(Beginning of Records provided)

use super::modal::ModalFocus;
use super::mode::Mode;
use super::state::AppState;
use anyhow::Result;
use crossterm::event::{KeyCode, KeyEvent, KeyModifiers};

pub fn handle_key_event(key: KeyEvent, state: &mut AppState) -> Result<()> {
    // Bound shortcuts win over everything else and are consumed here.
    if let Some((binding, shortcut)) = state.shortcuts.route(&key) {
        state.handle_shortcut(binding, shortcut);
        return Ok(());
    }

    if state.show_help {
        if matches!(
            key.code,
            KeyCode::Esc | KeyCode::Char('?') | KeyCode::Char('q')
        ) {
            state.show_help = false;
        }
        return Ok(());
    }

    match state.mode {
        Mode::Browse => handle_browse_mode(key, state)?,
        Mode::Extras => handle_extras_mode(key, state)?,
    }
    Ok(())
}

fn handle_browse_mode(key: KeyEvent, state: &mut AppState) -> Result<()> {
    match key.code {
        KeyCode::Char('q') | KeyCode::Esc => quit(state),
        KeyCode::Char('c') if key.modifiers.contains(KeyModifiers::CONTROL) => quit(state),
        KeyCode::Down | KeyCode::Char('j') => state.move_type_cursor_down(),
        KeyCode::Up | KeyCode::Char('k') => state.move_type_cursor_up(),
        KeyCode::Enter | KeyCode::Char(' ') => state.open_extras_modal(),
        KeyCode::Char('c') => state.clear_selected_type(),
        KeyCode::Char('p') => state.cycle_profession(),
        KeyCode::Char('m') => state.cycle_main_hand(),
        KeyCode::Char('o') => state.cycle_off_hand(),
        KeyCode::Char('?') => state.show_help = true,
        _ => {}
    }
    Ok(())
}

fn quit(state: &mut AppState) {
    state.should_quit = true;
}

fn handle_extras_mode(key: KeyEvent, state: &mut AppState) -> Result<()> {
    let Some(modal) = state.extras_modal.as_mut() else {
        state.mode = Mode::Browse;
        return Ok(());
    };

    match key.code {
        KeyCode::Esc => {
            state.close_extras_modal();
            return Ok(());
        }
        KeyCode::Tab | KeyCode::BackTab => {
            modal.toggle_focus();
            return Ok(());
        }
        _ => {}
    }

    let focus = modal.focus;
    match focus {
        ModalFocus::Search => handle_search_input(key, state),
        ModalFocus::List => handle_list_input(key, state),
    }
    Ok(())
}

fn handle_search_input(key: KeyEvent, state: &mut AppState) {
    let Some(modal) = state.extras_modal.as_mut() else {
        return;
    };
    let ctrl = key.modifiers.contains(KeyModifiers::CONTROL);
    let alt = key.modifiers.contains(KeyModifiers::ALT);

    match key.code {
        KeyCode::Down | KeyCode::Enter => modal.focus_list(),
        KeyCode::Backspace if ctrl || alt => {
            modal.edit_search(|input| input.delete_word());
        }
        KeyCode::Backspace => {
            modal.edit_search(|input| input.backspace());
        }
        KeyCode::Delete => {
            modal.edit_search(|input| input.delete());
        }
        KeyCode::Left => modal.edit_search(|input| input.move_left()),
        KeyCode::Right => modal.edit_search(|input| input.move_right()),
        KeyCode::Home => modal.edit_search(|input| input.move_home()),
        KeyCode::End => modal.edit_search(|input| input.move_end()),
        KeyCode::Char('w') if ctrl => {
            modal.edit_search(|input| input.delete_word());
        }
        KeyCode::Char('u') if ctrl => modal.edit_search(|input| input.clear()),
        KeyCode::Char(c) if !ctrl && !alt => modal.edit_search(|input| input.insert(c)),
        _ => {}
    }
}

fn handle_list_input(key: KeyEvent, state: &mut AppState) {
    let Some(modal) = state.extras_modal.as_mut() else {
        return;
    };

    match key.code {
        KeyCode::Down | KeyCode::Char('j') => modal.move_down(),
        KeyCode::Up | KeyCode::Char('k') => {
            if modal.cursor == 0 {
                modal.focus_search();
            } else {
                modal.move_up();
            }
        }
        KeyCode::Home | KeyCode::Char('g') => modal.move_to_start(),
        KeyCode::End | KeyCode::Char('G') => modal.move_to_end(),
        KeyCode::Char('/') => modal.focus_search(),
        KeyCode::Char('q') => state.close_extras_modal(),
        KeyCode::Char(' ') | KeyCode::Enter => state.toggle_current_item(),
        _ => {}
    }
}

(End of Records provided)

• [Task item]:
Complete, exact output of the records is expected.

• [Result]:
use super::modal::ModalFocus;
use super::mode::Mode;
use super::state::AppState;
use anyhow::Result;
use crossterm::event::{KeyCode, KeyEvent, KeyModifiers};

pub fn handle_key_event(key: KeyEvent, state: &mut AppState) -> Result<()> {
    // Bound shortcuts win over everything else and are consumed here.
    if let Some((binding, shortcut)) = state.shortcuts.route(&key) {
        state.handle_shortcut(binding, shortcut);
        return Ok(());
    }

    if state.show_help {
        if matches!(
            key.code,
            KeyCode::Esc | KeyCode::Char('?') | KeyCode::Char('q')
        ) {
            state.show_help = false;
        }
        return Ok(());
    }

    match state.mode {
        Mode::Browse => handle_browse_mode(key, state)?,
        Mode::Extras => handle_extras_mode(key, state)?,
    }
    Ok(())
}

fn handle_browse_mode(key: KeyEvent, state: &mut AppState) -> Result<()> {
    match key.code {
        KeyCode::Char('q') | KeyCode::Esc => quit(state),
        KeyCode::Char('c') if key.modifiers.contains(KeyModifiers::CONTROL) => quit(state),
        KeyCode::Down | KeyCode::Char('j') => state.move_type_cursor_down(),
        KeyCode::Up | KeyCode::Char('k') => state.move_type_cursor_up(),
        KeyCode::Enter | KeyCode::Char(' ') => state.open_extras_modal(),
        KeyCode::Char('c') => state.clear_selected_type(),
        KeyCode::Char('p') => state.cycle_profession(),
        KeyCode::Char('m') => state.cycle_main_hand(),
        KeyCode::Char('o') => state.cycle_off_hand(),
        KeyCode::Char('?') => state.show_help = true,
        _ => {}
    }
    Ok(())
}

fn quit(state: &mut AppState) {
    state.should_quit = true;
}

fn handle_extras_mode(key: KeyEvent, state: &mut AppState) -> Result<()> {
    let Some(modal) = state.extras_modal.as_mut() else {
        state.mode = Mode::Browse;
        return Ok(());
    };

    match key.code {
        KeyCode::Esc => {
            state.close_extras_modal();
            return Ok(());
        }
        KeyCode::Tab | KeyCode::BackTab => {
            modal.toggle_focus();
            return Ok(());
        }
        _ => {}
    }

    let focus = modal.focus;
    match focus {
        ModalFocus::Search => handle_search_input(key, state),
        ModalFocus::List => handle_list_input(key, state),
    }
    Ok(())
}

fn handle_search_input(key: KeyEvent, state: &mut AppState) {
    let Some(modal) = state.extras_modal.as_mut() else {
        return;
    };
    let ctrl = key.modifiers.contains(KeyModifiers::CONTROL);
    let alt = key.modifiers.contains(KeyModifiers::ALT);

    match key.code {
        KeyCode::Down | KeyCode::Enter => modal.focus_list(),
        KeyCode::Backspace if ctrl || alt => {
            modal.edit_search(|input| input.delete_word());
        }
        KeyCode::Backspace => {
            modal.edit_search(|input| input.backspace());
        }
        KeyCode::Delete => {
            modal.edit_search(|input| input.delete());
        }
        KeyCode::Left => modal.edit_search(|input| input.move_left()),
        KeyCode::Right => modal.edit_search(|input| input.move_right()),
        KeyCode::Home => modal.edit_search(|input| input.move_home()),
        KeyCode::End => modal.edit_search(|input| input.move_end()),
        KeyCode::Char('w') if ctrl => {
            modal.edit_search(|input| input.delete_word());
        }
        KeyCode::Char('u') if ctrl => modal.edit_search(|input| input.clear()),
        KeyCode::Char(c) if !ctrl && !alt => modal.edit_search(|input| input.insert(c)),
        _ => {}
    }
}

fn handle_list_input(key: KeyEvent, state: &mut AppState) {
    let Some(modal) = state.extras_modal.as_mut() else {
        return;
    };

    match key.code {
        KeyCode::Down | KeyCode::Char('j') => modal.move_down(),
        KeyCode::Up | KeyCode::Char('k') => {
            if modal.cursor == 0 {
                modal.focus_search();
            } else {
                modal.move_up();
            }
        }
        KeyCode::Home | KeyCode::Char('g') => modal.move_to_start(),
        KeyCode::End | KeyCode::Char('G') => modal.move_to_end(),
        KeyCode::Char('/') => modal.focus_search(),
        KeyCode::Char('q') => state.close_extras_modal(),
        KeyCode::Char(' ') | KeyCode::Enter => state.toggle_current_item(),
        _ => {}
    }
}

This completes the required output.